> [AIM OF THE TASK]
Read the listing and extract each line that includes the word "provided".

> [TASK MATERIAL]
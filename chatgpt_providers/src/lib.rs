#![deny(
    clippy::all,
    clippy::nursery,
    clippy::pedantic,
    clippy::style,
    clippy::complexity,
    clippy::perf,
    clippy::correctness,
    clippy::suspicious,
    clippy::unwrap_used,
    clippy::expect_used
)]
#![allow(
    clippy::similar_names,
    clippy::missing_safety_doc,
    clippy::missing_panics_doc,
    clippy::missing_errors_doc
)]

mod openai;
pub mod retry;
mod wire;

pub use openai::OpenAiClient;
pub use retry::retry_with_backoff;
//! HTTP behaviour of `OpenAiClient` against a local mock server.

use chatgpt_core::{CompletionClient, CompletionError, Turn};
use chatgpt_providers::OpenAiClient;
use serde_json::json;
use std::time::Duration;
use wiremock::matchers::{body_json, header, method, path};
use wiremock::{Mock, MockServer, ResponseTemplate};

fn client_for(server: &MockServer, timeout: Duration) -> OpenAiClient {
    OpenAiClient::new("sk-test".to_string(), "gpt-4.1-mini".to_string(), timeout)
        .expect("client should build")
        .with_base_url(format!("{}/v1/", server.uri()))
}

fn reply_body(text: &str) -> serde_json::Value {
    json!({
        "id": "resp_123",
        "object": "response",
        "status": "completed",
        "output": [{
            "type": "message",
            "id": "msg_1",
            "role": "assistant",
            "content": [{ "type": "output_text", "text": text, "annotations": [] }]
        }]
    })
}

#[tokio::test]
async fn sends_model_and_ordered_turns() {
    let server = MockServer::start().await;
    Mock::given(method("POST"))
        .and(path("/v1/responses"))
        .and(header("authorization", "Bearer sk-test"))
        .and(body_json(json!({
            "model": "gpt-4.1-mini",
            "input": [
                { "role": "system", "content": "Be brief." },
                { "role": "user", "content": "explain bfs" }
            ]
        })))
        .respond_with(ResponseTemplate::new(200).set_body_json(reply_body("BFS is...")))
        .expect(1)
        .mount(&server)
        .await;

    let client = client_for(&server, Duration::from_secs(5));
    let turns = [Turn::system("Be brief."), Turn::user("explain bfs")];

    let reply = client.complete(&turns).await.expect("request should succeed");
    assert_eq!(reply, "BFS is...");
}

#[tokio::test]
async fn too_many_requests_is_rate_limit() {
    let server = MockServer::start().await;
    Mock::given(method("POST"))
        .and(path("/v1/responses"))
        .respond_with(ResponseTemplate::new(429).set_body_json(json!({
            "error": { "message": "Rate limit reached for gpt-4.1-mini", "type": "requests" }
        })))
        .mount(&server)
        .await;

    let client = client_for(&server, Duration::from_secs(5));
    let err = client.complete(&[Turn::user("hi")]).await.unwrap_err();

    assert_eq!(
        err,
        CompletionError::RateLimit {
            message: "Rate limit reached for gpt-4.1-mini".to_string()
        }
    );
}

#[tokio::test]
async fn server_error_is_api_error_with_status() {
    let server = MockServer::start().await;
    Mock::given(method("POST"))
        .and(path("/v1/responses"))
        .respond_with(ResponseTemplate::new(401).set_body_json(json!({
            "error": { "message": "Incorrect API key provided" }
        })))
        .mount(&server)
        .await;

    let client = client_for(&server, Duration::from_secs(5));
    let err = client.complete(&[Turn::user("hi")]).await.unwrap_err();

    assert_eq!(
        err,
        CompletionError::Api {
            status: 401,
            message: "Incorrect API key provided".to_string()
        }
    );
}

#[tokio::test]
async fn non_json_body_is_malformed() {
    let server = MockServer::start().await;
    Mock::given(method("POST"))
        .and(path("/v1/responses"))
        .respond_with(ResponseTemplate::new(200).set_body_string("<html>ok</html>"))
        .mount(&server)
        .await;

    let client = client_for(&server, Duration::from_secs(5));
    let err = client.complete(&[Turn::user("hi")]).await.unwrap_err();

    assert!(matches!(err, CompletionError::MalformedResponse(_)));
}

#[tokio::test]
async fn slow_server_times_out_as_network_error() {
    let server = MockServer::start().await;
    Mock::given(method("POST"))
        .and(path("/v1/responses"))
        .respond_with(
            ResponseTemplate::new(200)
                .set_body_json(reply_body("late"))
                .set_delay(Duration::from_secs(3)),
        )
        .mount(&server)
        .await;

    let client = client_for(&server, Duration::from_millis(300));
    let err = client.complete(&[Turn::user("hi")]).await.unwrap_err();

    assert!(matches!(err, CompletionError::Network(_)));
    assert!(err.is_transient());
}

#[tokio::test]
async fn unreachable_host_is_network_error() {
    let client = OpenAiClient::new(
        "sk-test".to_string(),
        "gpt-4.1-mini".to_string(),
        Duration::from_secs(2),
    )
    .expect("client should build")
    .with_base_url("http://127.0.0.1:9".to_string());

    let err = client.complete(&[Turn::user("hi")]).await.unwrap_err();
    assert!(matches!(err, CompletionError::Network(_)));
}
#![deny(
    clippy::all,
    clippy::nursery,
    clippy::pedantic,
    clippy::style,
    clippy::complexity,
    clippy::perf,
    clippy::correctness,
    clippy::suspicious,
    clippy::unwrap_used,
    clippy::expect_used
)]
#![allow(
    clippy::similar_names,
    clippy::missing_safety_doc,
    clippy::missing_panics_doc,
    clippy::missing_errors_doc
)]

//! Shared conversation types and the completion client seam.

use async_trait::async_trait;
use serde::{Deserialize, Serialize};
use thiserror::Error;

#[derive(Debug, Clone, Copy, Serialize, Deserialize, PartialEq, Eq)]
#[serde(rename_all = "lowercase")]
pub enum Role {
    User,
    Assistant,
    System,
}

/// One message of the conversation.
///
/// Serialized as `{"role": "user", "content": "..."}`, the same shape the
/// history file and the completion API use.
#[derive(Debug, Clone, Serialize, Deserialize, PartialEq, Eq)]
pub struct Turn {
    role: Role,
    content: String,
}

impl Turn {
    #[must_use]
    pub fn new(role: Role, content: impl Into<String>) -> Self {
        Self {
            role,
            content: content.into(),
        }
    }

    #[must_use]
    pub fn user(content: impl Into<String>) -> Self {
        Self::new(Role::User, content)
    }

    #[must_use]
    pub fn assistant(content: impl Into<String>) -> Self {
        Self::new(Role::Assistant, content)
    }

    #[must_use]
    pub fn system(content: impl Into<String>) -> Self {
        Self::new(Role::System, content)
    }

    #[must_use]
    pub const fn role(&self) -> Role {
        self.role
    }

    #[must_use]
    pub fn content(&self) -> &str {
        &self.content
    }
}

/// Failure kinds of a single completion request.
#[derive(Debug, Clone, Error, PartialEq, Eq)]
pub enum CompletionError {
    #[error("rate limit reached (HTTP 429): {message}")]
    RateLimit { message: String },

    #[error("network error: {0}")]
    Network(String),

    #[error("completion API returned HTTP {status}: {message}")]
    Api { status: u16, message: String },

    #[error("malformed response from completion API: {0}")]
    MalformedResponse(String),
}

impl CompletionError {
    /// Whether repeating the same request may succeed.
    #[must_use]
    pub const fn is_transient(&self) -> bool {
        matches!(self, Self::Network(_))
    }
}

#[async_trait]
pub trait CompletionClient: Send + Sync {
    /// Send the ordered turns and return the assistant's reply text.
    async fn complete(&self, turns: &[Turn]) -> Result<String, CompletionError>;

    fn model(&self) -> &str;
}
#![deny(
    clippy::all,
    clippy::nursery,
    clippy::pedantic,
    clippy::style,
    clippy::complexity,
    clippy::perf,
    clippy::correctness,
    clippy::suspicious,
    clippy::unwrap_used,
    clippy::expect_used
)]
#![allow(
    clippy::similar_names,
    clippy::missing_safety_doc,
    clippy::missing_panics_doc,
    clippy::missing_errors_doc
)]

use chatgpt_config::{Config, ConfigError};
use clap::Parser;
use std::io::{IsTerminal, Read};
use std::process::ExitCode;
use tracing::{debug, info};
use tracing_subscriber::{EnvFilter, FmtSubscriber};

mod command;
mod mode;

use command::{CommandStrategy, PromptInput, PromptStrategy, ReplStrategy, ResetStrategy};
use mode::{Mode, USAGE};

#[derive(Parser)]
#[command(name = "chatgpt", version)]
#[command(about = "Chat with an OpenAI model from the terminal", long_about = None)]
struct Cli {
    /// Clear the saved conversation history and exit
    #[arg(long)]
    reset: bool,

    /// Model to use for this invocation (overrides OPENAI_MODEL)
    #[arg(short = 'M', long)]
    model: Option<String>,

    /// Log progress to stderr
    #[arg(short, long)]
    verbose: bool,

    /// Prompt to send; words are joined with spaces
    #[arg(trailing_var_arg = true)]
    prompt: Vec<String>,
}

fn init_logging(verbose: bool) -> anyhow::Result<()> {
    let default_level = if verbose { "info" } else { "warn" };
    let filter =
        EnvFilter::try_from_default_env().unwrap_or_else(|_| EnvFilter::new(default_level));

    let subscriber = FmtSubscriber::builder()
        .with_env_filter(filter)
        .with_writer(std::io::stderr)
        .finish();

    tracing::subscriber::set_global_default(subscriber)?;
    Ok(())
}

fn read_piped_stdin() -> anyhow::Result<Option<String>> {
    let stdin = std::io::stdin();
    if stdin.is_terminal() {
        return Ok(None);
    }

    let mut raw = Vec::new();
    stdin.lock().read_to_end(&mut raw)?;
    debug!("Read {} bytes from stdin", raw.len());
    Ok(Some(String::from_utf8_lossy(&raw).into_owned()))
}

async fn run(cli: Cli) -> anyhow::Result<ExitCode> {
    // Clearing history must still work when other settings are broken.
    let config = if cli.reset {
        Config::load_for_reset()?
    } else {
        Config::load()?
    }
    .with_model(cli.model);
    debug!("Resolved config: {config:?}");

    let piped = if cli.reset { None } else { read_piped_stdin()? };

    match mode::resolve(cli.reset, &cli.prompt, piped.as_deref()) {
        Mode::Reset => ResetStrategy.execute(config).await?,
        Mode::OneShot(prompt) => {
            info!("One-shot mode");
            PromptStrategy
                .execute(PromptInput { config, prompt })
                .await?;
        }
        Mode::Interactive => {
            info!("Interactive mode");
            ReplStrategy.execute(config).await?;
        }
        Mode::Usage => {
            eprintln!("{USAGE}");
            return Ok(ExitCode::from(2));
        }
    }

    Ok(ExitCode::SUCCESS)
}

#[tokio::main(flavor = "current_thread")]
async fn main() -> ExitCode {
    let cli = Cli::parse();

    if let Err(e) = init_logging(cli.verbose) {
        eprintln!("Error: {e}");
        return ExitCode::FAILURE;
    }

    match run(cli).await {
        Ok(code) => code,
        Err(e) => {
            eprintln!("Error: {e}");
            if let Some(hint) = e.downcast_ref::<ConfigError>().and_then(ConfigError::hint) {
                eprintln!("{hint}");
            }
            ExitCode::FAILURE
        }
    }
}
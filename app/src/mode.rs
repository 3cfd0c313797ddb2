//! Invocation mode resolution.

pub const USAGE: &str = r#"Usage:
  chatgpt "Your question here"
  chatgpt explain bfs
  cat file.txt | chatgpt
  chatgpt --reset"#;

#[derive(Debug, Clone, PartialEq, Eq)]
pub enum Mode {
    /// Clear history and exit.
    Reset,
    /// Send one prompt, print the reply, exit.
    OneShot(String),
    /// Read prompts from the terminal until `exit`.
    Interactive,
    /// Stdin was piped but carried nothing to send.
    Usage,
}

/// Decide what to do with this invocation.
///
/// `piped` holds the whole of stdin when it is not a terminal.
#[must_use]
pub fn resolve(reset: bool, args: &[String], piped: Option<&str>) -> Mode {
    if reset {
        return Mode::Reset;
    }

    if let Some(text) = piped.map(str::trim).filter(|t| !t.is_empty()) {
        return Mode::OneShot(text.to_string());
    }

    let joined = args.join(" ");
    let joined = joined.trim();
    if !joined.is_empty() {
        return Mode::OneShot(joined.to_string());
    }

    if piped.is_some() {
        Mode::Usage
    } else {
        Mode::Interactive
    }
}
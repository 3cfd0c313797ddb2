use async_trait::async_trait;
use chatgpt_config::{Config, ConfigError};
use chatgpt_core::{CompletionClient, CompletionError, Turn};
use reqwest::{Client, StatusCode};
use std::time::Duration;
use tracing::{debug, info};

use crate::wire::{ResponsesBody, ResponsesRequest, error_message};

const CONNECT_TIMEOUT: Duration = Duration::from_secs(10);

pub struct OpenAiClient {
    client: Client,
    api_key: String,
    base_url: String,
    model: String,
}

impl OpenAiClient {
    /// Build a client whose every request is bounded by `timeout`.
    pub fn new(api_key: String, model: String, timeout: Duration) -> Result<Self, ConfigError> {
        info!("Creating OpenAiClient: model={model}");
        let client = Client::builder()
            .timeout(timeout)
            .connect_timeout(CONNECT_TIMEOUT.min(timeout))
            .build()
            .map_err(|e| ConfigError::HttpClient(e.to_string()))?;

        Ok(Self {
            client,
            api_key,
            base_url: chatgpt_config::DEFAULT_BASE_URL.to_string(),
            model,
        })
    }

    /// Fails with [`ConfigError::MissingApiKey`] before any network use.
    pub fn from_config(config: &Config) -> Result<Self, ConfigError> {
        let api_key = config.api_key()?.to_string();
        Ok(Self::new(
            api_key,
            config.model.clone(),
            Duration::from_secs(config.timeout_secs),
        )?
        .with_base_url(config.base_url.clone()))
    }

    #[must_use]
    pub fn with_base_url(mut self, base_url: String) -> Self {
        self.base_url = base_url.trim_end_matches('/').to_string();
        self
    }

    fn network_error(e: &reqwest::Error) -> CompletionError {
        if e.is_timeout() {
            CompletionError::Network(format!("request timed out: {e}"))
        } else {
            CompletionError::Network(e.to_string())
        }
    }
}

#[async_trait]
impl CompletionClient for OpenAiClient {
    async fn complete(&self, turns: &[Turn]) -> Result<String, CompletionError> {
        let request = ResponsesRequest {
            model: &self.model,
            input: turns,
        };

        info!(
            "Sending request to completion API: model={}, turns={}",
            self.model,
            turns.len()
        );

        let response = self
            .client
            .post(format!("{}/responses", self.base_url))
            .bearer_auth(&self.api_key)
            .json(&request)
            .send()
            .await
            .map_err(|e| Self::network_error(&e))?;

        let status = response.status();
        let body = response
            .text()
            .await
            .map_err(|e| Self::network_error(&e))?;
        debug!("Completion API answered {status} with {} bytes", body.len());

        if status == StatusCode::TOO_MANY_REQUESTS {
            return Err(CompletionError::RateLimit {
                message: error_message(&body).unwrap_or_else(|| status.to_string()),
            });
        }

        if !status.is_success() {
            return Err(CompletionError::Api {
                status: status.as_u16(),
                message: error_message(&body).unwrap_or_else(|| status.to_string()),
            });
        }

        let parsed: ResponsesBody = serde_json::from_str(&body)
            .map_err(|e| CompletionError::MalformedResponse(e.to_string()))?;
        let text = parsed.into_text()?;

        info!("Received response from completion API");
        Ok(text)
    }

    fn model(&self) -> &str {
        &self.model
    }
}

#[cfg(test)]
mod tests {
    use super::*;
    use std::path::PathBuf;

    fn config(api_key: Option<&str>) -> Config {
        Config {
            api_key: api_key.map(str::to_string),
            model: "gpt-4.1-mini".to_string(),
            base_url: "http://127.0.0.1:9/v1/".to_string(),
            history_path: PathBuf::from("/tmp/history.json"),
            max_turns: 60,
            system_prompt: None,
            timeout_secs: 5,
            retry_delays_secs: Vec::new(),
        }
    }

    #[test]
    fn from_config_requires_api_key() {
        let Err(err) = OpenAiClient::from_config(&config(None)) else {
            panic!("client built without a credential");
        };
        assert!(matches!(err, ConfigError::MissingApiKey));
    }

    #[test]
    fn from_config_uses_configured_model_and_base_url() {
        let client = OpenAiClient::from_config(&config(Some("sk-test"))).unwrap();

        assert_eq!(client.model(), "gpt-4.1-mini");
        assert_eq!(client.base_url, "http://127.0.0.1:9/v1");
    }
}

> [FINAL ANSWER]
            "error": { "message": "Incorrect API key provided" }
            message: "Incorrect API key provided".to_string()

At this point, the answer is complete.